Un dramma sfiorato in una cella della casa circondariale di Poggioreale e un’indagine della Procura che scatena un nuovo temporale giudiziario sulla polizia penitenziaria. Il tema carcere torna sotto i riflettori a Napoli. Si parte da Poggioreale, reparto Salerno. Il dramma è sfiorato questa volta, sventato in extremis da alcuni agenti della polizia penitenziaria. Un detenuto arrivato dalla Calabria ha rischiato di morire nell’incendio che aveva appiccato nella camera di pernottamento. Lo hanno salvato gli agenti attirati dal fumo e dall’odore acre che le fiamme avevano sprigionato. Questione di attimi e si sarebbe contato in carcere un nuovo morto, un atto di autolesionismo in più da aggiungere alla triste lista dei gesti estremi commessi in cella, nel mondo di chi vive dietro le sbarre.

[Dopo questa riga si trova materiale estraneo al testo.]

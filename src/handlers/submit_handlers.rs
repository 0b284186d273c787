//! HTTP handler for the contact form.
//!
//! Upload, validation and persistence are delegated to the services; this
//! module only sequences them and turns the outcome into JSON.

use crate::{
    errors::SubmitError,
    models::submission::NewSubmission,
    services::{AppState, upload_service::ReceivedForm, validation::validate},
};
use axum::{
    Json,
    extract::{Multipart, State, multipart::MultipartRejection},
};
use serde::Serialize;
use tracing::{debug, error, info};

pub const SUCCESS_MESSAGE: &str = "Form submitted successfully!";

#[derive(Debug, Serialize)]
#[serde(rename_all = "camelCase")]
pub struct SubmitResponse {
    pub success: bool,
    pub message: String,
    pub submission_id: i64,
}

/// `POST /api/submit`
///
/// Any attachment written while reading the body is removed again on every
/// path that does not end in a stored submission.
pub async fn submit_form(
    State(state): State<AppState>,
    multipart: Result<Multipart, MultipartRejection>,
) -> Result<Json<SubmitResponse>, SubmitError> {
    let result = process(&state, multipart).await;
    match &result {
        Ok(Json(resp)) => info!("stored submission {}", resp.submission_id),
        Err(SubmitError::Validation(errors)) => {
            debug!("rejected submission: {}", errors.join("; "))
        }
        Err(err) => error!("submission failed: {}", err),
    }
    result
}

async fn process(
    state: &AppState,
    multipart: Result<Multipart, MultipartRejection>,
) -> Result<Json<SubmitResponse>, SubmitError> {
    let multipart = multipart.map_err(|rejection| SubmitError::Malformed(rejection.body_text()))?;
    let ReceivedForm { fields, attachment } = state.uploads.receive(multipart).await?;

    let errors = validate(&fields);
    if !errors.is_empty() {
        return Err(SubmitError::Validation(errors));
    }

    let new = NewSubmission {
        name: trimmed(fields.name),
        email: trimmed(fields.email),
        message: trimmed(fields.message),
        attachment: attachment.as_ref().map(|upload| upload.attachment_ref()),
    };
    let submission = state.store.insert(new).await?;

    if let Some(upload) = attachment {
        upload.keep();
    }

    Ok(Json(SubmitResponse {
        success: true,
        message: SUCCESS_MESSAGE.to_string(),
        submission_id: submission.id,
    }))
}

fn trimmed(value: Option<String>) -> String {
    value.as_deref().map(str::trim).unwrap_or_default().to_string()
}
//! Incremental tokenizer for version format strings.
//!
//! The tokenizer is an iterator so the same scan can drive a growable
//! buffer or a fixed-capacity one; the writer pulls one token at a time
//! and stops whenever its destination is full.

use thiserror::Error;

/// Errors in the format string itself.
///
/// There is no non-throwing formatting fallback: a broken format string
/// is always reported.
#[derive(Error, Debug, Clone, PartialEq, Eq)]
pub enum FormatError {
    /// A `'…'` or `"…"` literal with no closing quote.
    #[error("unterminated literal in format string at byte {0}")]
    UnterminatedLiteral(usize),
    /// A `\` or `%` with nothing after it.
    #[error("dangling escape at end of format string")]
    DanglingEscape,
}

/// The specifier alphabet. Runs of any other character are literal text.
const SPECIFIERS: &[char] = &['F', 'G', 'M', 'P', 'S', 'V', 'd', 'p', 'v', 'y'];

pub(crate) fn is_specifier(c: char) -> bool {
    SPECIFIERS.contains(&c)
}

/// One token of a version format string.
#[derive(Debug, Clone, PartialEq, Eq)]
pub enum Token<'a> {
    /// Literal text, written through unchanged.
    Literal(&'a str),
    /// A single backslash-escaped character.
    Escaped(char),
    /// A maximal run of one specifier letter, with the optional digit
    /// argument that follows it (meaningful for `P`/`p` padding).
    Specifier {
        letter: char,
        count: usize,
        width: Option<usize>,
    },
}

/// Zero-padding widths larger than this are clamped; a format string is
/// never allowed to demand unbounded output for one number.
pub(crate) const MAX_PAD_WIDTH: usize = 99;

/// Streaming tokenizer over a format string.
pub struct Tokenizer<'a> {
    rest: &'a str,
    pos: usize,
    failed: bool,
}

impl<'a> Tokenizer<'a> {
    pub fn new(format: &'a str) -> Self {
        Self {
            rest: format,
            pos: 0,
            failed: false,
        }
    }

    fn advance(&mut self, bytes: usize) {
        self.pos += bytes;
        self.rest = &self.rest[bytes..];
    }

    fn fail(&mut self, error: FormatError) -> Option<Result<Token<'a>, FormatError>> {
        self.failed = true;
        Some(Err(error))
    }
}

impl<'a> Iterator for Tokenizer<'a> {
    type Item = Result<Token<'a>, FormatError>;

    fn next(&mut self) -> Option<Self::Item> {
        if self.failed || self.rest.is_empty() {
            return None;
        }
        let mut chars = self.rest.chars();
        let first = chars.next()?;
        match first {
            quote @ ('\'' | '"') => {
                let body = &self.rest[1..];
                match body.find(quote) {
                    Some(end) => {
                        let literal = &body[..end];
                        self.advance(1 + end + 1);
                        Some(Ok(Token::Literal(literal)))
                    }
                    None => self.fail(FormatError::UnterminatedLiteral(self.pos)),
                }
            }
            '\\' => match chars.next() {
                Some(c) => {
                    self.advance(1 + c.len_utf8());
                    Some(Ok(Token::Escaped(c)))
                }
                None => self.fail(FormatError::DanglingEscape),
            },
            // %X is a single-character specifier, shielding X from
            // repetition expansion.
            '%' => match chars.next() {
                Some(letter) => {
                    self.advance(1 + letter.len_utf8());
                    Some(Ok(Token::Specifier {
                        letter,
                        count: 1,
                        width: None,
                    }))
                }
                None => self.fail(FormatError::DanglingEscape),
            },
            letter if is_specifier(letter) => {
                // Specifier letters are ASCII, so chars == bytes here.
                let run = self.rest.bytes().take_while(|&b| b == letter as u8).count();
                let digits = self.rest[run..]
                    .bytes()
                    .take_while(u8::is_ascii_digit)
                    .count();
                let width = (digits > 0).then(|| {
                    self.rest[run..run + digits]
                        .parse()
                        .map_or(MAX_PAD_WIDTH, |w: usize| w.min(MAX_PAD_WIDTH))
                });
                self.advance(run + digits);
                Some(Ok(Token::Specifier {
                    letter,
                    count: run,
                    width,
                }))
            }
            _ => {
                let end = self
                    .rest
                    .find(|c: char| matches!(c, '\'' | '"' | '\\' | '%') || is_specifier(c))
                    .unwrap_or(self.rest.len());
                let literal = &self.rest[..end];
                self.advance(end);
                Some(Ok(Token::Literal(literal)))
            }
        }
    }
}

Un mondo, purtroppo, ancora troppo lontano da quello fuori che lo circonda. Al punto che anche gli agenti della polizia penitenziaria arrivano a invocare attenzione e aiuti. Il vice segretario regionale dell’Osapp Campania, Luigi Castaldo, ha commentato l’episodio sottolineando la “pericolosità del lavoro svolto dai poliziotti penitenziari” e la “complessità del carcere di Poggioreale che conta oltre 2200 detenuti a fronte di una capienza massima di 1600”. E giù con le criticità di sempre, dalle questioni strutturali (“Ci sono vari reparti inagibili, in attesa di ristrutturazione, e questo – sottolinea Castaldo – non fa altro che creare ulteriori disagi”) alle mai risolte carenze di personale (mancano più di 200 unità non solo tra gli addetti alla sicurezza e al controllo ma anche e soprattutto tra gli educatori, gli psicologi e altre professionalità essenziali per garantire un carcere più civile ed umano). E proprio il nodo “personale” è finito al centro di un’inchiesta della Procura su una presunta corruzione che conta 14 indagati per episodi avvenuti tra gennaio e giugno scorsi. Due agenti della polizia penitenziaria (uno dei quali già in stato di custodia cautelare in carcere da luglio scorso per accuse analoghe) sono sospettati di essere stati il perno del meccanismo con cui si promettevano e assicurano (dietro compenso, anche 8mila euro) aiuti per superare le prove psico-attitudinali per entrare a far parte di corpi delle forze armate, tra esercito, carabinieri e aeronautica militare, nonché nella polizia penitenziaria.
I provvedimenti cautelari riguardano anche pubblici ufficiali, tra cui un assistente capo della polizia penitenziaria in servizio al carcere di Santa Maria Capua Vetere, un vigile urbano del Comune di Caivano, un caporal maggiore dell’esercito in servizio presso la caserma Maddaloni, tutti sospettati di aver fatto da intermediari tra gli aspiranti militari e i colleghi ritenuti in grado di oleare i meccanismi delle prove ai concorsi. Tra gli indagati ci sono anche due agenti della penitenziaria che avevano un ruolo nelle sigle sindacali della categoria e tra le ipotesi su cui si dovrà lavorare c’è anche quella di un presunto scambio proposto a una collega: la possibilità di conseguire un’aspettativa sindacale non retribuita in cambio di 60/70 tessere sindacali o il loro equivalente in euro, cioè tra 5 e 6mila euro. Il quadro accusatorio per gli inquirenti è di «estrema gravità» ma ovviamente si è in una fase in cui si è in attesa di conferme a tutte le ricostruzioni accusatorie, l’inchiesta è ancora in corso.
Ora la parola passa alla difesa. Intanto dalle carte spuntano anche nomi anche di persone non indagate ed episodi o stralci di conversazioni intercettate che spingono a sbattere il mostro in prima pagina. Bisogna attendere che l’inchiesta faccia il suo corso, che le ricostruzioni investigative superino il vaglio dei giudici nel contraddittorio con le tesi difensive. Resta una considerazione finale da fare: lavorare nel corpo delle forze armate richiede attitudini che non possono essere un dettaglio irrilevante o da considerare merce di scambio. La cronaca ce lo ha ricordato, i drammi che si consumano nel mondo del carcere lo dimostrano.